In the listing below, repeat exactly every line from the first through the line containing "pub fn move_to(runtime: &mut", with nothing else.

> _DATA PROVIDED_:

━━━━━━━━━━━━━━━━

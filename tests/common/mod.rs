//! Shared test helpers for integration tests
//!
//! Note: Functions may appear unused because each test file compiles separately.

#![allow(dead_code)]

use std::time::Duration;

use crosshair::config::{ConfigStore, PartialConfig};
use crosshair::host::{Document, DocumentId, MemoryHost};
use crosshair::messages::{DocumentMsg, Msg};
use crosshair::Runtime;

/// Upper bound for background timers to drain
pub const IDLE_TIMEOUT: Duration = Duration::from_secs(5);

/// Enabled config with a short edit debounce
pub fn fast_config() -> PartialConfig {
    PartialConfig {
        enabled: Some(true),
        refresh_rate: Some(20),
        ..Default::default()
    }
}

/// Runtime over an in-memory host and an in-memory config
pub fn test_runtime(config: PartialConfig) -> Runtime<MemoryHost> {
    let mut runtime = Runtime::new(MemoryHost::new(), ConfigStore::in_memory(config));
    runtime.activate();
    runtime
}

/// Open a scratch document and announce it
pub fn open(runtime: &mut Runtime<MemoryHost>, text: &str) -> DocumentId {
    let doc = runtime.host_mut().open(Document::with_text(text));
    runtime.dispatch(Msg::Document(DocumentMsg::Opened { document_id: doc }));
    doc
}

/// Focus a document with the cursor at (line, column) and wait for the guides
pub fn focus(runtime: &mut Runtime<MemoryHost>, doc: DocumentId, line: usize, column: usize) {
    runtime.dispatch(Msg::focus(doc, line, column));
    settle(runtime);
}

/// Move the cursor within the active document and wait for the guides
pub fn move_to(runtime: &mut Runtime<MemoryHost>, doc: DocumentId, line: usize, column: usize) {
    runtime.dispatch(Msg::cursor_moved(doc, line, column));
    settle(runtime);
}

/// Wait until every timer has fired and every message is handled
pub fn settle(runtime: &mut Runtime<MemoryHost>) {
    assert!(
        runtime.run_until_idle(IDLE_TIMEOUT),
        "runtime did not go idle"
    );
}

pub fn text(runtime: &Runtime<MemoryHost>, doc: DocumentId) -> String {
    runtime.host().text(doc).unwrap_or_default()
}
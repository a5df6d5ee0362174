//! Benchmarks for the per-update guide work
//!
//! Every cursor move runs a retraction plan, a padding plan and a decoration
//! build over the window, so these need to stay cheap on large files.
//!
//! Run with: cargo bench padding

use crosshair::guide::{
    build_decorations, find_tab_in_window, plan_padding, plan_retraction, GuideStyle, LineWindow,
};
use crosshair::host::{CursorPosition, Document, DocumentId, Host, MemoryHost};

#[global_allocator]
static ALLOC: divan::AllocProfiler = divan::AllocProfiler::system();

fn main() {
    divan::main();
}

/// Alternating short and long lines so half the window needs padding
fn make_host(lines: usize) -> (MemoryHost, DocumentId) {
    let mut text = String::new();
    for i in 0..lines {
        if i % 2 == 0 {
            text.push_str("fn x() {}\n");
        } else {
            text.push_str("    let value = compute(alpha, beta, gamma);\n");
        }
    }
    let mut host = MemoryHost::new();
    let doc = host.open(Document::with_text(&text));
    (host, doc)
}

#[divan::bench(args = [1_000, 10_000, 100_000])]
fn plan_padding_mid_document(bencher: divan::Bencher, lines: usize) {
    let (host, doc) = make_host(lines);
    let cursor = CursorPosition::new(lines / 2, 40);
    let window = LineWindow::around(cursor.line, lines, 10);

    bencher.bench_local(|| plan_padding(divan::black_box(&host), doc, cursor, window));
}

#[divan::bench(args = [5, 10, 50])]
fn plan_retraction_window(bencher: divan::Bencher, size: usize) {
    let (mut host, doc) = make_host(10_000);
    let cursor = CursorPosition::new(5_000, 40);
    let window = LineWindow::around(cursor.line, 10_000, size);
    let plan = plan_padding(&host, doc, cursor, window);
    host.apply_edits(doc, &plan.edits).unwrap();

    bencher.bench_local(|| plan_retraction(divan::black_box(&host), doc, &plan.spans));
}

#[divan::bench(args = [5, 10, 50])]
fn build_decorations_window(bencher: divan::Bencher, size: usize) {
    let (host, doc) = make_host(10_000);
    let cursor = CursorPosition::new(5_000, 40);
    let window = LineWindow::around(cursor.line, 10_000, size);
    let style = GuideStyle::default();

    bencher.bench_local(|| {
        build_decorations(divan::black_box(&host), doc, cursor, window, &style)
    });
}

#[divan::bench]
fn find_tab_no_match(bencher: divan::Bencher) {
    let (host, doc) = make_host(10_000);
    let window = LineWindow::around(5_000, 10_000, 50);

    bencher.bench_local(|| find_tab_in_window(divan::black_box(&host), doc, window));
}
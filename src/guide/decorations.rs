//! Guide decorations handed to the rendering surface

use serde::Serialize;

use super::LineWindow;
use crate::config::CrosshairConfig;
use crate::host::{CursorPosition, DocumentId, TextSource};

/// Border widths in CSS order: top, right, bottom, left
#[derive(Debug, Clone, PartialEq, Eq, Serialize)]
pub struct BorderSpec {
    pub widths: [String; 4],
    pub color: String,
    /// Whether the border spans the whole line regardless of the range
    pub whole_line: bool,
}

/// Styling for both guides, derived from configuration
#[derive(Debug, Clone, PartialEq, Eq, Serialize)]
pub struct GuideStyle {
    pub color: String,
    pub width: String,
}

impl Default for GuideStyle {
    fn default() -> Self {
        Self::from_config(&CrosshairConfig::default())
    }
}

impl GuideStyle {
    pub fn from_config(config: &CrosshairConfig) -> Self {
        Self {
            color: config.border_color.clone(),
            width: config.border_width.clone(),
        }
    }

    /// Horizontal guide: a bottom border under the whole cursor line
    pub fn line_border(&self) -> BorderSpec {
        BorderSpec {
            widths: [
                "0".to_string(),
                "0".to_string(),
                self.width.clone(),
                "0".to_string(),
            ],
            color: self.color.clone(),
            whole_line: true,
        }
    }

    /// Vertical guide: a right border on each zero-width column marker
    pub fn column_border(&self) -> BorderSpec {
        BorderSpec {
            widths: [
                "0".to_string(),
                self.width.clone(),
                "0".to_string(),
                "0".to_string(),
            ],
            color: self.color.clone(),
            whole_line: false,
        }
    }
}

/// Both decoration sets for one document
///
/// Every marker is a zero-width range at the given position. Sets are
/// replaced wholesale on each update.
#[derive(Debug, Clone, Default, PartialEq, Eq, Serialize)]
pub struct Decorations {
    /// Marker for the horizontal guide (at most one)
    pub line: Vec<CursorPosition>,
    /// Markers for the vertical guide, one per window line
    pub columns: Vec<CursorPosition>,
    pub style: GuideStyle,
}

impl Decorations {
    /// No guides at all
    pub fn empty() -> Self {
        Self::default()
    }

    pub fn is_empty(&self) -> bool {
        self.line.is_empty() && self.columns.is_empty()
    }
}

/// Place the line marker at the cursor and a column marker on every window line
///
/// A line too short for the cursor column gets its marker at its own end;
/// an empty short line gets none, so the guide never collapses to the margin.
pub fn build_decorations(
    source: &impl TextSource,
    doc: DocumentId,
    cursor: CursorPosition,
    window: LineWindow,
    style: &GuideStyle,
) -> Decorations {
    let line_count = source.line_count(doc).unwrap_or(0);
    let columns = window
        .lines()
        .filter(|&line| line < line_count)
        .filter_map(|line| {
            let len = source.line_len(doc, line)?;
            if len >= cursor.column {
                Some(CursorPosition::new(line, cursor.column))
            } else if len > 0 {
                Some(CursorPosition::new(line, len))
            } else {
                None
            }
        })
        .collect();

    Decorations {
        line: vec![cursor],
        columns,
        style: style.clone(),
    }
}
//! Event loop driving the engine against a host

use std::sync::atomic::{AtomicUsize, Ordering};
use std::sync::mpsc::{self, Receiver, RecvTimeoutError, Sender};
use std::sync::Arc;
use std::time::{Duration, Instant};

use crate::commands::Cmd;
use crate::config::ConfigStore;
use crate::host::{DocumentId, Host};
use crate::messages::{AppMsg, ConfigMsg, CrosshairMsg, DocumentMsg, Msg};
use crate::model::CrosshairModel;
use crate::update::update;

/// Longest single wait inside `run_until_idle`
const POLL_INTERVAL: Duration = Duration::from_millis(10);

/// Owns the engine, its host and its configuration
///
/// Commands returned by `update` are executed here. Host calls run inline and
/// post their results back on the message channel; debounce timers run on
/// their own threads and post `UpdateReady` when they fire.
pub struct Runtime<H: Host> {
    model: CrosshairModel,
    host: H,
    config: ConfigStore,
    msg_tx: Sender<Msg>,
    msg_rx: Receiver<Msg>,
    /// Timer threads that have not fired yet
    pending_timers: Arc<AtomicUsize>,
}

impl<H: Host> Runtime<H> {
    pub fn new(mut host: H, config: ConfigStore) -> Self {
        let (msg_tx, msg_rx) = mpsc::channel();
        host.attach(msg_tx.clone());
        Self {
            model: CrosshairModel::new(config.resolved()),
            host,
            config,
            msg_tx,
            msg_rx,
            pending_timers: Arc::new(AtomicUsize::new(0)),
        }
    }

    pub fn model(&self) -> &CrosshairModel {
        &self.model
    }

    pub fn host(&self) -> &H {
        &self.host
    }

    pub fn host_mut(&mut self) -> &mut H {
        &mut self.host
    }

    pub fn config(&self) -> &ConfigStore {
        &self.config
    }

    /// Sender for posting messages from other threads
    pub fn sender(&self) -> Sender<Msg> {
        self.msg_tx.clone()
    }

    pub fn pending_timers(&self) -> usize {
        self.pending_timers.load(Ordering::SeqCst)
    }

    /// Load the engine and push the initial indicator
    pub fn activate(&mut self) {
        self.dispatch(Msg::App(AppMsg::Activate));
    }

    /// Handle one message, then everything it produced synchronously
    pub fn dispatch(&mut self, msg: Msg) {
        self.handle(msg);
        self.process_async_messages();
    }

    /// Process messages until no timer is pending and the channel is empty
    ///
    /// Returns false if `timeout` elapsed first.
    pub fn run_until_idle(&mut self, timeout: Duration) -> bool {
        let deadline = Instant::now() + timeout;
        loop {
            // Read the counter first: a timer decrements only after sending
            let quiet = self.pending_timers() == 0;
            let handled = self.process_async_messages();
            if quiet && handled == 0 {
                return true;
            }

            let now = Instant::now();
            if now >= deadline {
                tracing::warn!(
                    "run_until_idle: timed out with {} timers pending",
                    self.pending_timers()
                );
                return false;
            }
            match self.msg_rx.recv_timeout((deadline - now).min(POLL_INTERVAL)) {
                Ok(msg) => self.handle(msg),
                Err(RecvTimeoutError::Timeout) => {}
                Err(RecvTimeoutError::Disconnected) => return true,
            }
        }
    }

    /// Run the save sequence around a host write
    ///
    /// Padding is stripped before `write` runs and drawn again afterwards at
    /// the cursor captured when the save started.
    pub fn save_document<T>(
        &mut self,
        doc: DocumentId,
        write: impl FnOnce(&mut H) -> anyhow::Result<T>,
    ) -> anyhow::Result<T> {
        self.dispatch(Msg::Document(DocumentMsg::WillSave { document_id: doc }));
        let result = write(&mut self.host);
        self.dispatch(Msg::Document(DocumentMsg::DidSave { document_id: doc }));
        result
    }

    /// Re-read the configuration files and hand the result to the engine
    pub fn reload_config(&mut self) {
        self.config.reload();
        let resolved = self.config.resolved();
        self.dispatch(Msg::Config(ConfigMsg::Changed(resolved)));
    }

    /// Strip every guide and bit of padding, then wait for the work to finish
    pub fn shutdown(&mut self, timeout: Duration) -> bool {
        self.dispatch(Msg::App(AppMsg::Deactivate));
        self.run_until_idle(timeout)
    }

    /// Give back the host, e.g. to inspect documents after shutdown
    pub fn into_host(self) -> H {
        self.host
    }

    fn handle(&mut self, msg: Msg) {
        if let Some(cmd) = update(&mut self.model, &self.host, msg) {
            self.process_cmd(cmd);
        }
    }

    fn process_async_messages(&mut self) -> usize {
        let mut handled = 0;
        while let Ok(msg) = self.msg_rx.try_recv() {
            self.handle(msg);
            handled += 1;
        }
        handled
    }

    fn process_cmd(&mut self, cmd: Cmd) {
        match cmd {
            Cmd::None => {}
            Cmd::Batch(cmds) => {
                for cmd in cmds {
                    self.process_cmd(cmd);
                }
            }
            Cmd::DebouncedUpdate {
                document_id,
                kind,
                generation,
                delay_ms,
            } => {
                let tx = self.msg_tx.clone();
                let pending = Arc::clone(&self.pending_timers);
                pending.fetch_add(1, Ordering::SeqCst);
                std::thread::spawn(move || {
                    std::thread::sleep(Duration::from_millis(delay_ms));
                    let _ = tx.send(Msg::Crosshair(CrosshairMsg::UpdateReady {
                        document_id,
                        kind,
                        generation,
                    }));
                    pending.fetch_sub(1, Ordering::SeqCst);
                });
            }
            Cmd::ApplyEdits {
                document_id,
                edits,
                ticket,
            } => {
                tracing::trace!(
                    "apply_edits doc={} ticket={} edits={:?}",
                    document_id.0,
                    ticket,
                    edits
                );
                let result = self
                    .host
                    .apply_edits(document_id, &edits)
                    .map_err(|e| e.to_string());
                if let Err(e) = &result {
                    tracing::warn!("apply_edits failed for doc={}: {}", document_id.0, e);
                }
                let _ = self
                    .msg_tx
                    .send(Msg::Crosshair(CrosshairMsg::EditsApplied { ticket, result }));
            }
            Cmd::SetDecorations {
                document_id,
                decorations,
            } => {
                let result = self
                    .host
                    .set_decorations(document_id, &decorations)
                    .map_err(|e| e.to_string());
                if let Err(e) = &result {
                    tracing::warn!("set_decorations failed for doc={}: {}", document_id.0, e);
                }
                let _ = self.msg_tx.send(Msg::Crosshair(CrosshairMsg::DecorationsApplied {
                    document_id,
                    result,
                }));
            }
            Cmd::ShowMessage { text, duration_ms } => {
                self.host
                    .show_message(&text, Duration::from_millis(duration_ms));
            }
            Cmd::PromptTabPolicy { document_id } => {
                let choice = self.host.choose_tab_policy(document_id);
                tracing::debug!("Tab prompt for doc={} answered {:?}", document_id.0, choice);
                let _ = self.msg_tx.send(Msg::Crosshair(CrosshairMsg::TabChoice {
                    document_id,
                    choice,
                }));
            }
            Cmd::PersistEnabled(enabled) => match self.config.set_enabled(enabled) {
                Ok(scope) => tracing::info!("Persisted enabled={} to {:?} config", enabled, scope),
                Err(e) => tracing::warn!("Failed to persist enabled={}: {}", enabled, e),
            },
            Cmd::UpdateIndicator(indicator) => {
                self.host.indicator_changed(&indicator);
            }
        }
    }
}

━━━━━━━━━━━━━━━━

> _FINISHED EXERCISE_:
filename tests/common/mod.rs
//! Shared test helpers for integration tests
//!
//! Note: Functions may appear unused because each test file compiles separately.

#![allow(dead_code)]

use std::time::Duration;

use crosshair::config::{ConfigStore, PartialConfig};
use crosshair::host::{Document, DocumentId, MemoryHost};
use crosshair::messages::{DocumentMsg, Msg};
use crosshair::Runtime;

/// Upper bound for background timers to drain
pub const IDLE_TIMEOUT: Duration = Duration::from_secs(5);

/// Enabled config with a short edit debounce
pub fn fast_config() -> PartialConfig {
    PartialConfig {
        enabled: Some(true),
        refresh_rate: Some(20),
        ..Default::default()
    }
}

/// Runtime over an in-memory host and an in-memory config
pub fn test_runtime(config: PartialConfig) -> Runtime<MemoryHost> {
    let mut runtime = Runtime::new(MemoryHost::new(), ConfigStore::in_memory(config));
    runtime.activate();
    runtime
}

/// Open a scratch document and announce it
pub fn open(runtime: &mut Runtime<MemoryHost>, text: &str) -> DocumentId {
    let doc = runtime.host_mut().open(Document::with_text(text));
    runtime.dispatch(Msg::Document(DocumentMsg::Opened { document_id: doc }));
    doc
}

/// Focus a document with the cursor at (line, column) and wait for the guides
pub fn focus(runtime: &mut Runtime<MemoryHost>, doc: DocumentId, line: usize, column: usize) {
    runtime.dispatch(Msg::focus(doc, line, column));
    settle(runtime);
}

/// Move the cursor within the active document and wait for the guides
pub fn move_to(runtime: &mut Runtime<MemoryHost>, doc: DocumentId, line: usize, column: usize) {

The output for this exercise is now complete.